Liudmyla Vasylieva und Juri Vasyliev

Cherson

Die Familie Wassiljew stammt ursprünglich aus Cherson. Frau Liudmyla ist eine ehemalige Börsenangestellte und Herr Yuriy arbeitete als Sicherheitsbeamter in einem Geschäftszentrum. Die Familie hat seit Kriegsbeginn viel durchgemacht. Von den schrecklichsten Momenten konnten sie nichts erzählen. Als Frau Liudmyla sich an das Erlebte erinnert, fängt sie an zu weinen und kann kaum sprechen.

Die schrecklichste und schwierigste Prüfung waren die neun Monate unter Besatzung. Die Familie hat mit ihren Augen Hinrichtungen von Zivilisten und Plünderungen von Häusern gesehen. In den ersten Monaten versuchte die Familie, nicht auszugehen. Nur wenn es notwendig war, eilten sie morgens zum Markt, um einer Begegnung mit der Patrouille zu entgehen, und gingen dann sofort wieder nach Hause.

Sie saßen ruhig da und versuchten, nicht zu viel Aufmerksamkeit zu erregen. Der ständige Stress und der Schrecken der Übergriffe des Feindes auf die Zivilbevölkerung hatten erhebliche Auswirkungen auf die psychische Verfassung des Paares.

Darüber hinaus bewachte Herr Yuriy zu Beginn der Besetzung weiterhin das Geschäftszentrum. Und jedes Mal wussten weder er noch seine Frau, ob sie lebend von dort zurückkehren würden. Der Mann versuchte daher, seine Route zu ändern und achtete auf vorbeifahrende Autos, um nicht von der Streife erfasst zu werden. In Cherson gab es keinen Ort, wo man Brot und Lebensmittel kaufen konnte. Dank eines Mannes, der eine eigene kleine Bäckerei betrieb, konnten die Menschen eine Zeit lang überleben. Aus dem übrig gebliebenen Mehl backte er Brot und verteilte es kostenlos an die Menschen. Doch nachdem ihn das russische Militär zum Verhör abgeführt hatte, ist sein Schicksal noch immer ungewiss.

Jeden Tag kamen im besetzten Cherson kleine Ukrainer zur Welt. Um Mütter von Neugeborenen irgendwie zu unterstützen, strickte Frau Liudmyla Babyschuhe und spendete sie dem Perinatal Zentrum der Stadt Cherson.

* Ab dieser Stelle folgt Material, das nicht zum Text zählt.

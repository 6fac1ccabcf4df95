//! Session persistence backends.

use std::fs;
use std::io::{self, Write};
use std::path::{Path, PathBuf};
use std::sync::{Mutex, PoisonError};

use parish_core::UserRecord;
use secrecy::{ExposeSecret, SecretString};
use serde::{Deserialize, Serialize};
use tempfile::NamedTempFile;
use thiserror::Error;
use tracing::debug;

use super::Session;

/// Errors reading or writing a persisted session.
#[derive(Debug, Error)]
pub enum StoreError {
    #[error("I/O error: {0}")]
    Io(#[from] io::Error),
    #[error("corrupt session record: {0}")]
    Corrupt(#[from] serde_json::Error),
    #[error("incomplete session record: {0}")]
    Incomplete(&'static str),
}

/// Durable home for the current session.
///
/// Implementations hold at most one session. `save` replaces it, `clear`
/// removes it and succeeds when there is nothing to remove.
pub trait SessionStore: Send + Sync + 'static {
    /// Read the stored session, if any.
    ///
    /// # Errors
    ///
    /// Returns `StoreError` if the record exists but cannot be read or parsed.
    fn load(&self) -> Result<Option<Session>, StoreError>;

    /// Replace the stored session.
    ///
    /// # Errors
    ///
    /// Returns `StoreError` if the record cannot be written.
    fn save(&self, session: &Session) -> Result<(), StoreError>;

    /// Remove the stored session.
    ///
    /// # Errors
    ///
    /// Returns `StoreError` if an existing record cannot be removed.
    fn clear(&self) -> Result<(), StoreError>;
}

/// On-disk shape: token and user always travel in one record.
#[derive(Serialize, Deserialize)]
struct SessionRecord {
    token: String,
    user: UserRecord,
}

impl SessionRecord {
    fn from_session(session: &Session) -> Self {
        Self {
            token: session.token().expose_secret().to_owned(),
            user: session.user().clone(),
        }
    }

    fn into_session(self) -> Result<Session, StoreError> {
        if self.token.trim().is_empty() {
            return Err(StoreError::Incomplete("empty token"));
        }
        Ok(Session::new(SecretString::from(self.token), self.user))
    }
}

// =============================================================================
// File store
// =============================================================================

/// Stores the session as a single JSON file.
///
/// Writes go to a sibling temp file that is renamed over the target, so a
/// crash never leaves a half-written session behind. The temp file is
/// created owner-only on unix and removed if the write fails.
#[derive(Debug, Clone)]
pub struct FileSessionStore {
    path: PathBuf,
}

impl FileSessionStore {
    /// Store the session at `path`. Parent directories are created on save.
    #[must_use]
    pub fn new(path: impl Into<PathBuf>) -> Self {
        Self { path: path.into() }
    }

    /// Location of the session file.
    #[must_use]
    pub fn path(&self) -> &Path {
        &self.path
    }
}

impl SessionStore for FileSessionStore {
    fn load(&self) -> Result<Option<Session>, StoreError> {
        let bytes = match fs::read(&self.path) {
            Ok(bytes) => bytes,
            Err(e) if e.kind() == io::ErrorKind::NotFound => return Ok(None),
            Err(e) => return Err(e.into()),
        };
        let record: SessionRecord = serde_json::from_slice(&bytes)?;
        record.into_session().map(Some)
    }

    fn save(&self, session: &Session) -> Result<(), StoreError> {
        let dir = self
            .path
            .parent()
            .filter(|p| !p.as_os_str().is_empty())
            .unwrap_or_else(|| Path::new("."));
        fs::create_dir_all(dir)?;

        let json = serde_json::to_vec_pretty(&SessionRecord::from_session(session))?;
        // Dropped (and deleted) on any early return.
        let mut temp = NamedTempFile::new_in(dir)?;
        temp.write_all(&json)?;
        temp.as_file().sync_all()?;
        temp.persist(&self.path).map_err(|e| e.error)?;

        debug!(path = %self.path.display(), "Session saved");
        Ok(())
    }

    fn clear(&self) -> Result<(), StoreError> {
        match fs::remove_file(&self.path) {
            Ok(()) => {
                debug!(path = %self.path.display(), "Session removed");
                Ok(())
            }
            Err(e) if e.kind() == io::ErrorKind::NotFound => Ok(()),
            Err(e) => Err(e.into()),
        }
    }
}

// =============================================================================
// Memory store
// =============================================================================

/// Keeps the session in memory only. Used by tests and one-shot tools.
#[derive(Debug, Default)]
pub struct MemorySessionStore {
    slot: Mutex<Option<Session>>,
}

impl MemorySessionStore {
    /// Empty store.
    #[must_use]
    pub fn new() -> Self {
        Self::default()
    }

    /// Store that already holds `session`, as if saved by a previous run.
    #[must_use]
    pub fn with_session(session: Session) -> Self {
        Self {
            slot: Mutex::new(Some(session)),
        }
    }
}

impl SessionStore for MemorySessionStore {
    fn load(&self) -> Result<Option<Session>, StoreError> {
        Ok(self
            .slot
            .lock()
            .unwrap_or_else(PoisonError::into_inner)
            .clone())
    }

    fn save(&self, session: &Session) -> Result<(), StoreError> {
        *self.slot.lock().unwrap_or_else(PoisonError::into_inner) = Some(session.clone());
        Ok(())
    }

    fn clear(&self) -> Result<(), StoreError> {
        *self.slot.lock().unwrap_or_else(PoisonError::into_inner) = None;
        Ok(())
    }
}

#[cfg(test)]
#[allow(clippy::unwrap_used)]
mod tests {
    use super::*;
    use crate::session::fixtures;
    use parish_core::Role;

    #[test]
    fn test_file_store_missing_file_is_empty() {
        let dir = tempfile::tempdir().unwrap();
        let store = FileSessionStore::new(dir.path().join("session.json"));
        assert!(store.load().unwrap().is_none());
        store.clear().unwrap();
    }

    #[test]
    fn test_file_store_persists_token_with_user() {
        let dir = tempfile::tempdir().unwrap();
        let path = dir.path().join("nested").join("session.json");
        let store = FileSessionStore::new(&path);

        store.save(&fixtures::session(3, Role::Member)).unwrap();
        let entries = fs::read_dir(path.parent().unwrap()).unwrap().count();
        assert_eq!(entries, 1);

        let loaded = FileSessionStore::new(&path).load().unwrap().unwrap();
        assert_eq!(loaded.token().expose_secret(), "token-3");
        assert_eq!(loaded.user(), &fixtures::user(3, Role::Member));

        store.clear().unwrap();
        assert!(!path.exists());
        assert!(store.load().unwrap().is_none());
    }

    #[cfg(unix)]
    #[test]
    fn test_file_store_is_owner_only() {
        use std::os::unix::fs::PermissionsExt;

        let dir = tempfile::tempdir().unwrap();
        let store = FileSessionStore::new(dir.path().join("session.json"));
        store.save(&fixtures::session(1, Role::Admin)).unwrap();

        let mode = fs::metadata(store.path()).unwrap().permissions().mode();
        assert_eq!(mode & 0o777, 0o600);
    }

    #[cfg(unix)]
    #[test]
    fn test_file_store_replaces_loose_permissions() {
        use std::os::unix::fs::PermissionsExt;

        let dir = tempfile::tempdir().unwrap();
        let path = dir.path().join("session.json");
        fs::write(&path, "{}").unwrap();
        fs::set_permissions(&path, fs::Permissions::from_mode(0o644)).unwrap();

        FileSessionStore::new(&path)
            .save(&fixtures::session(1, Role::Admin))
            .unwrap();

        let mode = fs::metadata(&path).unwrap().permissions().mode();
        assert_eq!(mode & 0o777, 0o600);
    }

    #[test]
    fn test_failed_save_leaves_no_temp_file() {
        let dir = tempfile::tempdir().unwrap();
        // A non-empty directory where the session file should go.
        let path = dir.path().join("session.json");
        fs::create_dir(&path).unwrap();
        fs::write(path.join("keep"), "x").unwrap();

        let result = FileSessionStore::new(&path).save(&fixtures::session(1, Role::Admin));

        assert!(matches!(result, Err(StoreError::Io(_))));
        let names: Vec<_> = fs::read_dir(dir.path())
            .unwrap()
            .map(|entry| entry.unwrap().file_name())
            .collect();
        assert_eq!(names, vec![std::ffi::OsString::from("session.json")]);
    }

    #[test]
    fn test_file_store_rejects_garbage() {
        let dir = tempfile::tempdir().unwrap();
        let path = dir.path().join("session.json");
        fs::write(&path, "{not json").unwrap();
        assert!(matches!(
            FileSessionStore::new(&path).load(),
            Err(StoreError::Corrupt(_))
        ));
    }

    #[test]
    fn test_file_store_rejects_token_without_user() {
        let dir = tempfile::tempdir().unwrap();
        let path = dir.path().join("session.json");
        fs::write(&path, r#"{"token": "abc"}"#).unwrap();
        assert!(FileSessionStore::new(&path).load().is_err());

        fs::write(
            &path,
            r#"{"token": " ", "user": {"id": 1, "name": "A", "email": "a@b.c", "role": "admin"}}"#,
        )
        .unwrap();
        assert!(matches!(
            FileSessionStore::new(&path).load(),
            Err(StoreError::Incomplete(_))
        ));
    }

    #[test]
    fn test_memory_store_round_trip() {
        let store = MemorySessionStore::new();
        assert!(store.load().unwrap().is_none());
        store.save(&fixtures::session(2, Role::Staff)).unwrap();
        assert_eq!(store.load().unwrap().unwrap().user().id.as_i32(), 2);
        store.clear().unwrap();
        assert!(store.load().unwrap().is_none());
    }
}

Jetzt macht Frau Lyudmila weiterhin das, was sie liebt – sie strickt Socken für Militärangehörige, die im Krankenhaus liegen.

Als sich die Möglichkeit ergab, in die Notunterkunft im Dorf Wojnyliw zu gelangen, ließ die Familie alles zurück, was ihr lieb und wichtig war, auf der Suche nach einem sicheren Ort zum Leben. Liudmyla und Juriy haben sich allmählich angepasst. Sie sind unendlich dankbar für die Pflege und Unterstützung, die sie nach all dem Schrecken, den sie ertragen mussten, erhalten haben. Um Menschen in der gleichen Situation zu helfen und sie zu unterstützen, hilft Frau Liudmyla den ältesten Bewohnern des Heims.  Sie macht mit ihnen körperliche Übungen. Manche machen diese Übungen selbst, bei anderen kommt sie ins Zimmer und hilft ihnen, die Übungen auf dem Bett zu machen.

„Wir sind herzlich dankbar für alles, was wir hier haben. Für Hilfe, Verständnis, Fürsorge und Betreuung. Für Schutz und Unterstützung. Mit meiner Hilfe für andere möchte ich meine Dankbarkeit für diese Wärme und Unterstützung zum Ausdruck bringen“, erzählt Frau Liudmyla.

Die Familie kümmert sich auch um Frau Oleksandra Kozlova, die ebenfalls im Heim lebt. Freiwillige Bekannte aus Deutschland spendeten der Frau einen Rollstuhl und nun hat sie die Möglichkeit, im Freien zu sein. Liudmyla und Yuriy begleiten sie nach draußen, machen gemeinsam ein wenig Sport und schenken der einsamen Frau Oleksandra die Aufmerksamkeit, die sie so dringend braucht.